While the freight industry has resumed operations and stores that were not looted started operating late last week, some products remain in short supply, including baby formula and nappies.
Since then, there has been an outcry about alleged inflated prices, especially with the price of bread rising sharply. People have taken to social media claiming that loaves of bread were priced at R35 each.
“I bought brown bread with R35, I even had to add R5 to the normal price of airtime from my local spaza shop,” said a customer.
BB Bakeries placed a message on their social media platforms reassuring customers that their bread price had not changed.
“With regard to price hikes and bread being sold to the public directly from trucks, we’d like to notify our BB Bakeries community that our bread price has not changed, and that we will investigate any scenario where bread is being sold at inflated prices,” they stated.

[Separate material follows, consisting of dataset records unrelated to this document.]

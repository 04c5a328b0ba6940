use std::collections::BTreeMap;

use crate::constants::{env, paths, ports};
use crate::resources::tls::{PeerTls, TlsPlan};

/// etcd command line.
pub fn build_command() -> Vec<String> {
    vec!["etcd".into()]
}

/// etcd arguments in fixed precedence: user options, endpoint flags, peer
/// TLS, server TLS, client CA. Options arrive sorted by flag name.
pub fn build_args(
    cluster_name: &str,
    options: &BTreeMap<String, String>,
    tls: &TlsPlan,
) -> Vec<String> {
    let mut args: Vec<String> = options
        .iter()
        .map(|(name, value)| {
            if value.is_empty() {
                format!("--{name}")
            } else {
                format!("--{name}={value}")
            }
        })
        .collect();

    args.extend(endpoint_flags(cluster_name, tls));
    args.extend(peer_tls_flags(&tls.peer));

    if tls.server_secret.is_some() {
        args.push(format!("--cert-file={}/{}", paths::SERVER_CERT_DIR, paths::CERT_FILE));
        args.push(format!("--key-file={}/{}", paths::SERVER_CERT_DIR, paths::KEY_FILE));
    }

    if tls.client_ca_secret.is_some() {
        args.push(format!("--trusted-ca-file={}/{}", paths::CLIENT_CA_DIR, paths::CA_FILE));
        args.push("--client-cert-auth".into());
    }

    args
}

fn endpoint_flags(cluster_name: &str, tls: &TlsPlan) -> Vec<String> {
    let scheme = tls.client_scheme().as_str();
    let pod = format!("$({})", env::POD_NAME);
    let host = format!("{pod}.{cluster_name}.$({}).svc", env::POD_NAMESPACE);

    vec![
        format!("--name={pod}"),
        format!("--listen-metrics-urls=http://0.0.0.0:{}", ports::METRICS),
        format!("--listen-peer-urls=https://0.0.0.0:{}", ports::PEER),
        format!("--listen-client-urls={scheme}://0.0.0.0:{}", ports::CLIENT),
        format!("--initial-advertise-peer-urls=https://{host}:{}", ports::PEER),
        format!("--data-dir={}/default.etcd", paths::DATA_DIR),
        format!("--advertise-client-urls={scheme}://{host}:{}", ports::CLIENT),
    ]
}

fn peer_tls_flags(peer: &PeerTls) -> Vec<String> {
    match peer {
        PeerTls::Auto => vec!["--peer-auto-tls".into()],
        PeerTls::Explicit { .. } => vec![
            format!("--peer-trusted-ca-file={}/{}", paths::PEER_CA_DIR, paths::CA_FILE),
            format!("--peer-cert-file={}/{}", paths::PEER_CERT_DIR, paths::CERT_FILE),
            format!("--peer-key-file={}/{}", paths::PEER_CERT_DIR, paths::KEY_FILE),
            "--peer-client-cert-auth".into(),
        ],
    }
}
//! Default functions for serde defaults in CRD specs.

pub fn replicas() -> i32 {
    crate::constants::defaults::REPLICAS
}

pub fn storage_size() -> String {
    crate::constants::defaults::STORAGE_SIZE.to_string()
}

pub fn access_modes() -> Vec<String> {
    vec![crate::constants::defaults::ACCESS_MODE.to_string()]
}
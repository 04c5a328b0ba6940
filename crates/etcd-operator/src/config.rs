use std::net::SocketAddr;

use clap::Parser;

use crate::constants::defaults;
use crate::error::{OperatorError, Result};

/// Operator process configuration. Every flag falls back to an environment
/// variable so the Deployment can be configured without arguments.
#[derive(Parser, Debug, Clone)]
#[command(
    name = "etcd-operator",
    about = "Kubernetes operator that manages etcd clusters",
    version
)]
pub struct OperatorConfig {
    /// Log level (error, warn, info, debug, trace)
    #[arg(short = 'l', long, env = "RUST_LOG", default_value = defaults::LOG_LEVEL)]
    pub log_level: String,

    /// Address of the metrics and health endpoint
    #[arg(long, env = "ETCD_OPERATOR_METRICS_ADDR", default_value = defaults::METRICS_ADDR)]
    pub metrics_addr: String,

    /// Apply the EtcdCluster CRD on startup
    #[arg(long, env = "ETCD_OPERATOR_INSTALL_CRDS")]
    pub install_crds: bool,

    /// Only watch EtcdClusters in this namespace (all namespaces when unset)
    #[arg(long, env = "ETCD_OPERATOR_WATCH_NAMESPACE")]
    pub watch_namespace: Option<String>,
}

impl OperatorConfig {
    pub fn validate(&self) -> Result<()> {
        self.metrics_addr.parse::<SocketAddr>().map_err(|e| {
            OperatorError::Config(format!("invalid metrics address {}: {e}", self.metrics_addr))
        })?;
        if self.watch_namespace.as_deref() == Some("") {
            return Err(OperatorError::Config("watch namespace must not be empty".into()));
        }
        Ok(())
    }
}
use std::collections::BTreeMap;

use k8s_openapi::api::core::v1::{
    ConfigMapEnvSource, Container, ContainerPort, EnvFromSource, EnvVar, EnvVarSource,
    HTTPGetAction, ObjectFieldSelector, Probe,
};
use k8s_openapi::apimachinery::pkg::util::intstr::IntOrString;

use crate::constants::{self, env, ports, probes};
use crate::resources::args;
use crate::resources::tls::TlsPlan;
use crate::resources::volumes;

/// ConfigMap carrying initial-cluster bootstrap variables for a cluster.
pub fn cluster_state_config_map_name(cluster_name: &str) -> String {
    format!("{cluster_name}-cluster-state")
}

/// Build the etcd container.
pub fn build_etcd_container(
    cluster_name: &str,
    options: &BTreeMap<String, String>,
    tls: &TlsPlan,
) -> Container {
    Container {
        name: constants::CONTAINER_NAME.into(),
        image: Some(constants::defaults::IMAGE.into()),
        command: Some(args::build_command()),
        args: Some(args::build_args(cluster_name, options, tls)),
        ports: Some(vec![
            ContainerPort {
                name: Some(ports::PEER_NAME.into()),
                container_port: ports::PEER,
                ..Default::default()
            },
            ContainerPort {
                name: Some(ports::CLIENT_NAME.into()),
                container_port: ports::CLIENT,
                ..Default::default()
            },
        ]),
        env: Some(vec![
            field_ref_env(env::POD_NAME, "metadata.name"),
            field_ref_env(env::POD_NAMESPACE, "metadata.namespace"),
        ]),
        env_from: Some(vec![EnvFromSource {
            config_map_ref: Some(ConfigMapEnvSource {
                name: cluster_state_config_map_name(cluster_name).into(),
                ..Default::default()
            }),
            ..Default::default()
        }]),
        startup_probe: Some(health_probe(probes::READYZ)),
        readiness_probe: Some(health_probe(probes::READYZ)),
        liveness_probe: Some(health_probe(probes::LIVEZ)),
        volume_mounts: Some(volumes::build_volume_mounts(tls)),
        ..Default::default()
    }
}

/// Env var resolved by the kubelet from the pod's own metadata.
fn field_ref_env(name: &str, field_path: &str) -> EnvVar {
    EnvVar {
        name: name.into(),
        value_from: Some(EnvVarSource {
            field_ref: Some(ObjectFieldSelector {
                field_path: field_path.into(),
                ..Default::default()
            }),
            ..Default::default()
        }),
        ..Default::default()
    }
}

fn health_probe(path: &str) -> Probe {
    Probe {
        http_get: Some(HTTPGetAction {
            path: Some(path.into()),
            port: IntOrString::Int(ports::METRICS),
            ..Default::default()
        }),
        period_seconds: Some(probes::PERIOD_SECONDS),
        ..Default::default()
    }
}
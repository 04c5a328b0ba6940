use thiserror::Error;

#[derive(Error, Debug)]
pub enum OperatorError {
    /// The cluster intent cannot be synthesized (missing storage, malformed
    /// override shape, missing identity).
    #[error("Invalid cluster intent: {0}")]
    InvalidIntent(String),

    /// The pod template override does not fit the generated pod spec.
    #[error("Pod template merge conflict: {0}")]
    MergeConflict(String),

    /// The live object changed since it was read.
    #[error("Object {0} was modified concurrently, restart the pass from a fresh read")]
    ObjectConflict(String),

    #[error("Runtime unavailable: {0}")]
    RuntimeUnavailable(String),

    #[error("Reconciliation cancelled")]
    Cancelled,

    #[error("Kubernetes API error: {0}")]
    Kube(#[from] kube::Error),

    #[error("Serialization error: {0}")]
    Serialization(#[from] serde_json::Error),

    #[error("Configuration error: {0}")]
    Config(String),
}

pub type Result<T> = std::result::Result<T, OperatorError>;

impl OperatorError {
    /// Whether this error is transient and the reconciliation should be retried.
    pub fn is_transient(&self) -> bool {
        matches!(
            self,
            OperatorError::ObjectConflict(_)
                | OperatorError::RuntimeUnavailable(_)
                | OperatorError::Kube(_)
        )
    }

    /// Short label for metrics.
    pub fn kind(&self) -> &'static str {
        match self {
            OperatorError::InvalidIntent(_) => "invalid_intent",
            OperatorError::MergeConflict(_) => "merge_conflict",
            OperatorError::ObjectConflict(_) => "object_conflict",
            OperatorError::RuntimeUnavailable(_) => "runtime_unavailable",
            OperatorError::Cancelled => "cancelled",
            OperatorError::Kube(_) => "kube",
            OperatorError::Serialization(_) => "serialization",
            OperatorError::Config(_) => "config",
        }
    }
}

#[cfg(test)]
mod tests {
    use super::*;

    #[test]
    fn test_transient_classification() {
        assert!(OperatorError::ObjectConflict("default/etcd".into()).is_transient());
        assert!(OperatorError::RuntimeUnavailable("timeout".into()).is_transient());
        assert!(!OperatorError::InvalidIntent("no storage".into()).is_transient());
        assert!(!OperatorError::MergeConflict("bad type".into()).is_transient());
        assert!(!OperatorError::Cancelled.is_transient());
    }

    #[test]
    fn test_error_kind_labels() {
        assert_eq!(OperatorError::Cancelled.kind(), "cancelled");
        assert_eq!(
            OperatorError::InvalidIntent(String::new()).kind(),
            "invalid_intent"
        );
    }
}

The bakery issued an email address and phone number where people can report inflated bread prices. “If you come across, or have any details of illicit activity (area, driver and/or vehicle information), please notify us so that we’re able to investigate further. Email us at [email protected] premierfmcg.com or contact us on 0860 122 300,” they said.
KZN’s Economic Development, Tourism and Environmental Affairs MEC, Ravi Pillay, condemned the alleged price hikes and said price gouging was prohibited under the Disaster Management Act regulations.

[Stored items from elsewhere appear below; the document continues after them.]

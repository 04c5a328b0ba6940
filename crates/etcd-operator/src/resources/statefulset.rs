//! StatefulSet synthesis for an [`EtcdCluster`].
//!
//! The manifest is split into [`Identity`], fixed when the StatefulSet is
//! first created, and [`MutableSpec`], the only part an update may carry.
//! [`StatefulSetUpdate`] is built from `MutableSpec` alone, so selector,
//! service name and pod management policy never reach an update request.

use std::collections::BTreeMap;

use k8s_openapi::api::apps::v1::{StatefulSet, StatefulSetSpec};
use k8s_openapi::api::core::v1::{
    PersistentVolumeClaim, PersistentVolumeClaimSpec, PodSpec, PodTemplateSpec,
    VolumeResourceRequirements,
};
use k8s_openapi::apimachinery::pkg::api::resource::Quantity;
use k8s_openapi::apimachinery::pkg::apis::meta::v1::{LabelSelector, ObjectMeta, OwnerReference};
use kube::{Resource, ResourceExt};
use serde_json::json;
use tracing::debug;

use crate::constants::defaults;
use crate::crds::common::VolumeClaimTemplateSpec;
use crate::crds::EtcdCluster;
use crate::error::{OperatorError, Result};
use crate::resources::container::build_etcd_container;
use crate::resources::labels::{cluster_label_selector, pod_template_labels};
use crate::resources::pod_merge::merge_pod_spec;
use crate::resources::tls::TlsPlan;
use crate::resources::volumes::{self, DataStorage};

/// Write-once part of the manifest.
#[derive(Clone, Debug, PartialEq)]
pub struct Identity {
    pub name: String,
    pub namespace: String,
    pub labels: BTreeMap<String, String>,
    pub owner_reference: OwnerReference,
    pub service_name: String,
    pub pod_management_policy: String,
    pub selector: BTreeMap<String, String>,
    pub volume_claim_templates: Vec<PersistentVolumeClaim>,
}

/// Claim template metadata that may follow the cluster spec after creation.
#[derive(Clone, Debug, Default, PartialEq)]
pub struct ClaimMetadata {
    pub name: String,
    pub labels: BTreeMap<String, String>,
    pub annotations: BTreeMap<String, String>,
}

/// Fields that may change on an existing StatefulSet.
#[derive(Clone, Debug, PartialEq)]
pub struct MutableSpec {
    pub replicas: i32,
    pub template: PodTemplateSpec,
    pub claim_metadata: Vec<ClaimMetadata>,
}

/// Fully synthesized StatefulSet for one cluster.
#[derive(Clone, Debug, PartialEq)]
pub struct EtcdStatefulSet {
    pub identity: Identity,
    pub mutable: MutableSpec,
}

impl EtcdStatefulSet {
    /// Synthesize the manifest for `cluster`. Pure apart from debug logging.
    pub fn build(cluster: &EtcdCluster) -> Result<Self> {
        let name = cluster.name_any();
        let namespace = cluster.namespace().ok_or_else(|| {
            OperatorError::InvalidIntent(format!("EtcdCluster {name} has no namespace"))
        })?;
        let owner_reference = owner_reference(cluster)?;
        let spec = &cluster.spec;

        let storage = DataStorage::from_spec(&spec.storage)?;
        let tls = TlsPlan::from_security(spec.security.as_ref());

        let base = PodSpec {
            containers: vec![build_etcd_container(&name, &spec.options, &tls)],
            volumes: Some(volumes::build_volumes(storage, &tls)),
            ..Default::default()
        };
        let overlay = spec.pod_template()?;
        let pod_spec = match &overlay.spec {
            Some(overlay) => merge_pod_spec(&base, overlay)?,
            None => base,
        };

        let overlay_meta = overlay.metadata.as_ref();
        let template = PodTemplateSpec {
            metadata: Some(ObjectMeta {
                labels: Some(pod_template_labels(
                    &name,
                    overlay_meta.and_then(|m| m.labels.as_ref()),
                )),
                annotations: overlay_meta.and_then(|m| m.annotations.clone()),
                ..Default::default()
            }),
            spec: Some(pod_spec),
        };

        let (volume_claim_templates, claim_metadata) = match storage {
            DataStorage::Claim(vct) => (vec![build_claim_template(vct)], vec![claim_metadata(vct)]),
            DataStorage::Ephemeral(_) => (Vec::new(), Vec::new()),
        };

        debug!(
            name = %name,
            namespace = %namespace,
            replicas = spec.replicas,
            client_scheme = tls.client_scheme().as_str(),
            "Synthesized StatefulSet"
        );

        Ok(Self {
            identity: Identity {
                labels: cluster_label_selector(&name),
                selector: cluster_label_selector(&name),
                service_name: name.clone(),
                pod_management_policy: defaults::POD_MANAGEMENT_POLICY.into(),
                name,
                namespace,
                owner_reference,
                volume_claim_templates,
            },
            mutable: MutableSpec {
                replicas: spec.replicas,
                template,
                claim_metadata,
            },
        })
    }

    /// Full object for the create path.
    pub fn to_stateful_set(&self) -> StatefulSet {
        let id = &self.identity;
        let claims = id
            .volume_claim_templates
            .iter()
            .cloned()
            .map(|mut pvc| {
                let meta = self
                    .mutable
                    .claim_metadata
                    .iter()
                    .find(|m| Some(&m.name) == pvc.metadata.name.as_ref());
                if let Some(meta) = meta {
                    pvc.metadata.labels = non_empty(&meta.labels);
                    pvc.metadata.annotations = non_empty(&meta.annotations);
                }
                pvc
            })
            .collect::<Vec<_>>();

        StatefulSet {
            metadata: ObjectMeta {
                name: Some(id.name.clone()),
                namespace: Some(id.namespace.clone()),
                labels: Some(id.labels.clone()),
                owner_references: Some(vec![id.owner_reference.clone()]),
                ..Default::default()
            },
            spec: Some(StatefulSetSpec {
                replicas: Some(self.mutable.replicas),
                service_name: id.service_name.clone().into(),
                pod_management_policy: Some(id.pod_management_policy.clone()),
                selector: LabelSelector {
                    match_labels: Some(id.selector.clone()),
                    ..Default::default()
                },
                template: self.mutable.template.clone(),
                volume_claim_templates: (!claims.is_empty()).then_some(claims),
                ..Default::default()
            }),
            ..Default::default()
        }
    }

    /// Update request against the observed `live` object.
    pub fn update_for(&self, live: &StatefulSet) -> Result<StatefulSetUpdate> {
        let resource_version = live.metadata.resource_version.clone().ok_or_else(|| {
            OperatorError::RuntimeUnavailable(format!(
                "StatefulSet {} has no resourceVersion",
                self.identity.name
            ))
        })?;

        let live_claims = live
            .spec
            .as_ref()
            .and_then(|s| s.volume_claim_templates.clone())
            .unwrap_or_default();

        Ok(StatefulSetUpdate {
            name: self.identity.name.clone(),
            namespace: self.identity.namespace.clone(),
            resource_version,
            replicas: self.mutable.replicas,
            template: self.mutable.template.clone(),
            volume_claim_templates: relabel_claims(&live_claims, &self.mutable.claim_metadata),
        })
    }
}

/// Update carrying only mutable fields, conditioned on a resourceVersion.
#[derive(Clone, Debug, PartialEq)]
pub struct StatefulSetUpdate {
    pub name: String,
    pub namespace: String,
    pub resource_version: String,
    pub replicas: i32,
    pub template: PodTemplateSpec,
    /// Live claim templates with refreshed metadata. `None` when unchanged.
    pub volume_claim_templates: Option<Vec<PersistentVolumeClaim>>,
}

impl StatefulSetUpdate {
    /// Strategic merge patch body. The pod template replaces the live one
    /// wholesale so fields dropped from the cluster spec are removed.
    pub fn to_patch(&self) -> serde_json::Result<serde_json::Value> {
        let mut template = serde_json::to_value(&self.template)?;
        if let Some(obj) = template.as_object_mut() {
            obj.insert("$patch".into(), json!("replace"));
        }

        let mut spec = json!({
            "replicas": self.replicas,
            "template": template,
        });
        if let Some(claims) = &self.volume_claim_templates {
            spec["volumeClaimTemplates"] = serde_json::to_value(claims)?;
        }

        Ok(json!({
            "metadata": { "resourceVersion": self.resource_version },
            "spec": spec,
        }))
    }
}

/// Returns the live claim templates with desired metadata applied, or `None`
/// when every template already carries it. Claim specs are never touched.
fn relabel_claims(
    live: &[PersistentVolumeClaim],
    desired: &[ClaimMetadata],
) -> Option<Vec<PersistentVolumeClaim>> {
    let mut changed = false;
    let claims = live
        .iter()
        .cloned()
        .map(|mut pvc| {
            let meta = desired
                .iter()
                .find(|m| Some(&m.name) == pvc.metadata.name.as_ref());
            if let Some(meta) = meta {
                let live_labels = pvc.metadata.labels.clone().unwrap_or_default();
                let live_annotations = pvc.metadata.annotations.clone().unwrap_or_default();
                if live_labels != meta.labels || live_annotations != meta.annotations {
                    changed = true;
                    pvc.metadata.labels = non_empty(&meta.labels);
                    pvc.metadata.annotations = non_empty(&meta.annotations);
                }
            }
            pvc
        })
        .collect();

    changed.then_some(claims)
}

fn build_claim_template(vct: &VolumeClaimTemplateSpec) -> PersistentVolumeClaim {
    PersistentVolumeClaim {
        metadata: ObjectMeta {
            name: Some(volumes::claim_name(vct)),
            labels: non_empty(&vct.labels),
            annotations: non_empty(&vct.annotations),
            ..Default::default()
        },
        spec: Some(PersistentVolumeClaimSpec {
            access_modes: Some(vct.access_modes.clone()),
            storage_class_name: vct.storage_class_name.clone(),
            resources: Some(VolumeResourceRequirements {
                requests: Some(BTreeMap::from([(
                    "storage".into(),
                    Quantity(vct.size.clone()),
                )])),
                ..Default::default()
            }),
            ..Default::default()
        }),
        ..Default::default()
    }
}

fn claim_metadata(vct: &VolumeClaimTemplateSpec) -> ClaimMetadata {
    ClaimMetadata {
        name: volumes::claim_name(vct),
        labels: vct.labels.clone(),
        annotations: vct.annotations.clone(),
    }
}

/// Controller reference so deleting the cluster cascades to the StatefulSet.
fn owner_reference(cluster: &EtcdCluster) -> Result<OwnerReference> {
    let uid = cluster.metadata.uid.clone().ok_or_else(|| {
        OperatorError::InvalidIntent(format!("EtcdCluster {} has no uid", cluster.name_any()))
    })?;

    Ok(OwnerReference {
        api_version: EtcdCluster::api_version(&()).to_string(),
        kind: EtcdCluster::kind(&()).to_string(),
        name: cluster.name_any(),
        uid,
        controller: Some(true),
        block_owner_deletion: Some(true),
    })
}

fn non_empty(map: &BTreeMap<String, String>) -> Option<BTreeMap<String, String>> {
    (!map.is_empty()).then(|| map.clone())
}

“This cannot be a time for profit making. We are calling for a patriotic contribution to the national effort to recover and rebuild. Roads, fuel and food security are our immediate priorities.

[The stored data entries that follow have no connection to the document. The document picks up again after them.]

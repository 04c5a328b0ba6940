use std::sync::Arc;
use std::time::{Duration, Instant};

use chrono::Utc;
use futures::StreamExt;
use k8s_openapi::api::apps::v1::StatefulSet;
use kube::api::{Api, Patch, PatchParams};
use kube::runtime::controller::{Action, Controller};
use kube::runtime::watcher;
use kube::{Client, ResourceExt};
use tokio_util::sync::CancellationToken;
use tracing::{error, info, warn};

use crate::constants::{defaults, FIELD_MANAGER};
use crate::crds::common::Condition;
use crate::crds::{EtcdCluster, EtcdClusterStatus};
use crate::error::OperatorError;
use crate::metrics;
use crate::reconciler::Reconciler;
use crate::store::KubeStore;

/// Shared context for the EtcdCluster controller.
pub struct Context {
    pub client: Client,
    pub reconciler: Reconciler<KubeStore>,
    /// Fires on operator shutdown and aborts in-flight passes.
    pub shutdown: CancellationToken,
}

/// Run the controller until `shutdown` fires.
pub async fn run(client: Client, namespace: Option<String>, shutdown: CancellationToken) {
    let (clusters, statefulsets): (Api<EtcdCluster>, Api<StatefulSet>) = match &namespace {
        Some(ns) => (
            Api::namespaced(client.clone(), ns),
            Api::namespaced(client.clone(), ns),
        ),
        None => (Api::all(client.clone()), Api::all(client.clone())),
    };

    let ctx = Arc::new(Context {
        client: client.clone(),
        reconciler: Reconciler::new(KubeStore::new(client)),
        shutdown: shutdown.clone(),
    });

    info!(namespace = ?namespace, "Starting EtcdCluster controller");

    Controller::new(clusters, watcher::Config::default())
        .owns(statefulsets, watcher::Config::default())
        .graceful_shutdown_on(shutdown.cancelled_owned())
        .run(reconcile, error_policy, ctx)
        .for_each(|res| async move {
            match res {
                Ok((obj, _action)) => {
                    tracing::debug!(name = %obj.name, "Reconciled EtcdCluster");
                }
                Err(e) => {
                    error!("EtcdCluster reconciliation error: {:?}", e);
                }
            }
        })
        .await;

    info!("EtcdCluster controller stopped");
}

/// One pass: synthesize, create or update the StatefulSet, report status.
async fn reconcile(cluster: Arc<EtcdCluster>, ctx: Arc<Context>) -> Result<Action, OperatorError> {
    let name = cluster.name_any();
    let started = Instant::now();

    info!(name = %name, replicas = cluster.spec.replicas, "Reconciling EtcdCluster");

    match ctx.reconciler.reconcile_cluster(&cluster, &ctx.shutdown).await {
        Ok(outcome) => {
            let ready = outcome
                .object()
                .status
                .as_ref()
                .and_then(|s| s.ready_replicas)
                .unwrap_or(0);
            let status = progress_status(&cluster, ready);
            let requeue = requeue_after(&status);

            patch_status(&ctx.client, &cluster, &status).await?;
            metrics::record_reconciliation(outcome.as_str(), started.elapsed().as_secs_f64());
            Ok(Action::requeue(requeue))
        }
        Err(OperatorError::Cancelled) => Err(OperatorError::Cancelled),
        Err(e) => {
            metrics::record_error(e.kind());
            if !e.is_transient() {
                let status = failed_status(&cluster, &e);
                if let Err(patch_err) = patch_status(&ctx.client, &cluster, &status).await {
                    warn!(name = %name, "Failed to record failure status: {patch_err}");
                }
            }
            Err(e)
        }
    }
}

fn error_policy(cluster: Arc<EtcdCluster>, error: &OperatorError, _ctx: Arc<Context>) -> Action {
    warn!(name = %cluster.name_any(), kind = error.kind(), "EtcdCluster reconciliation error: {error}");
    Action::requeue(requeue_for_error(error))
}

/// Transient errors retry quickly, intent errors wait for the user.
pub fn requeue_for_error(error: &OperatorError) -> Duration {
    if error.is_transient() {
        Duration::from_secs(defaults::REQUEUE_TRANSIENT_ERROR_SECS)
    } else {
        Duration::from_secs(defaults::REQUEUE_FATAL_ERROR_SECS)
    }
}

fn requeue_after(status: &EtcdClusterStatus) -> Duration {
    if status.phase.as_deref() == Some("Ready") {
        Duration::from_secs(defaults::REQUEUE_READY_SECS)
    } else {
        Duration::from_secs(defaults::REQUEUE_PROGRESSING_SECS)
    }
}

/// Status after a successful pass.
pub fn progress_status(cluster: &EtcdCluster, ready_replicas: i32) -> EtcdClusterStatus {
    let desired = cluster.spec.replicas;
    let message = format!("{ready_replicas}/{desired} members ready");
    let (phase, condition) = if ready_replicas >= desired {
        ("Ready", make_condition("Ready", "True", "MembersReady", &message))
    } else {
        ("Progressing", make_condition("Ready", "False", "MembersStarting", &message))
    };

    EtcdClusterStatus {
        phase: Some(phase.into()),
        ready_replicas,
        observed_generation: cluster.metadata.generation,
        conditions: vec![condition],
    }
}

/// Status after a pass that cannot succeed without a spec change.
pub fn failed_status(cluster: &EtcdCluster, error: &OperatorError) -> EtcdClusterStatus {
    let reason = match error {
        OperatorError::InvalidIntent(_) => "InvalidSpec",
        OperatorError::MergeConflict(_) => "PodTemplateConflict",
        _ => "ReconcileFailed",
    };
    EtcdClusterStatus {
        phase: Some("Failed".into()),
        ready_replicas: cluster.status.as_ref().map_or(0, |s| s.ready_replicas),
        observed_generation: cluster.metadata.generation,
        conditions: vec![make_condition("Ready", "False", reason, &error.to_string())],
    }
}

async fn patch_status(
    client: &Client,
    cluster: &EtcdCluster,
    status: &EtcdClusterStatus,
) -> Result<(), OperatorError> {
    let namespace = cluster
        .namespace()
        .ok_or_else(|| OperatorError::InvalidIntent("EtcdCluster has no namespace".into()))?;
    let api: Api<EtcdCluster> = Api::namespaced(client.clone(), &namespace);
    let status_patch = serde_json::json!({ "status": status });
    api.patch_status(
        &cluster.name_any(),
        &PatchParams::apply(FIELD_MANAGER),
        &Patch::Merge(&status_patch),
    )
    .await?;
    Ok(())
}

fn make_condition(type_: &str, status: &str, reason: &str, message: &str) -> Condition {
    Condition {
        type_: type_.into(),
        status: status.into(),
        reason: Some(reason.into()),
        message: Some(message.into()),
        last_transition_time: Some(Utc::now().to_rfc3339()),
    }
}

“We understand that due to the disruption of supply lines, some businesses have had to incur additional costs relating to the transportation of goods. However, some of the price hikes are allegedly very high and unjustifiable,” said Pillay.
Pillay appealed to businesses to desist from gouging prices, especially of food items, as this had a bearing on food security.
“Profiteers are warned that the law provides for severe punishment.
“We will also publish offenders with the consequence of reputational risk,” he said.
Pillay commended some businesses on their efforts to ensure food security.
“In recent days we have been inspired by many examples of businesses who have come to the rescue of the poor by offering meals and basic food items for free,” he said.
Amid the Covid-19 pandemic, the issue of price gouging became a serious concern with the Competition Commission stating that since the beginning of the national disaster on March 17 last year, it had received 2 069 price-gouging complaints through telephone calls, SMSes, general emails and other platforms.
Of those cases, 1 199 were relevant to price gouging insofar as they related to the Consumer and Customer Protection and National Disaster Management Regulations and Directions of March 19, 2020, the commission said.
About 35 businesses had been fined more than R16.5 million since the outbreak of the pandemic.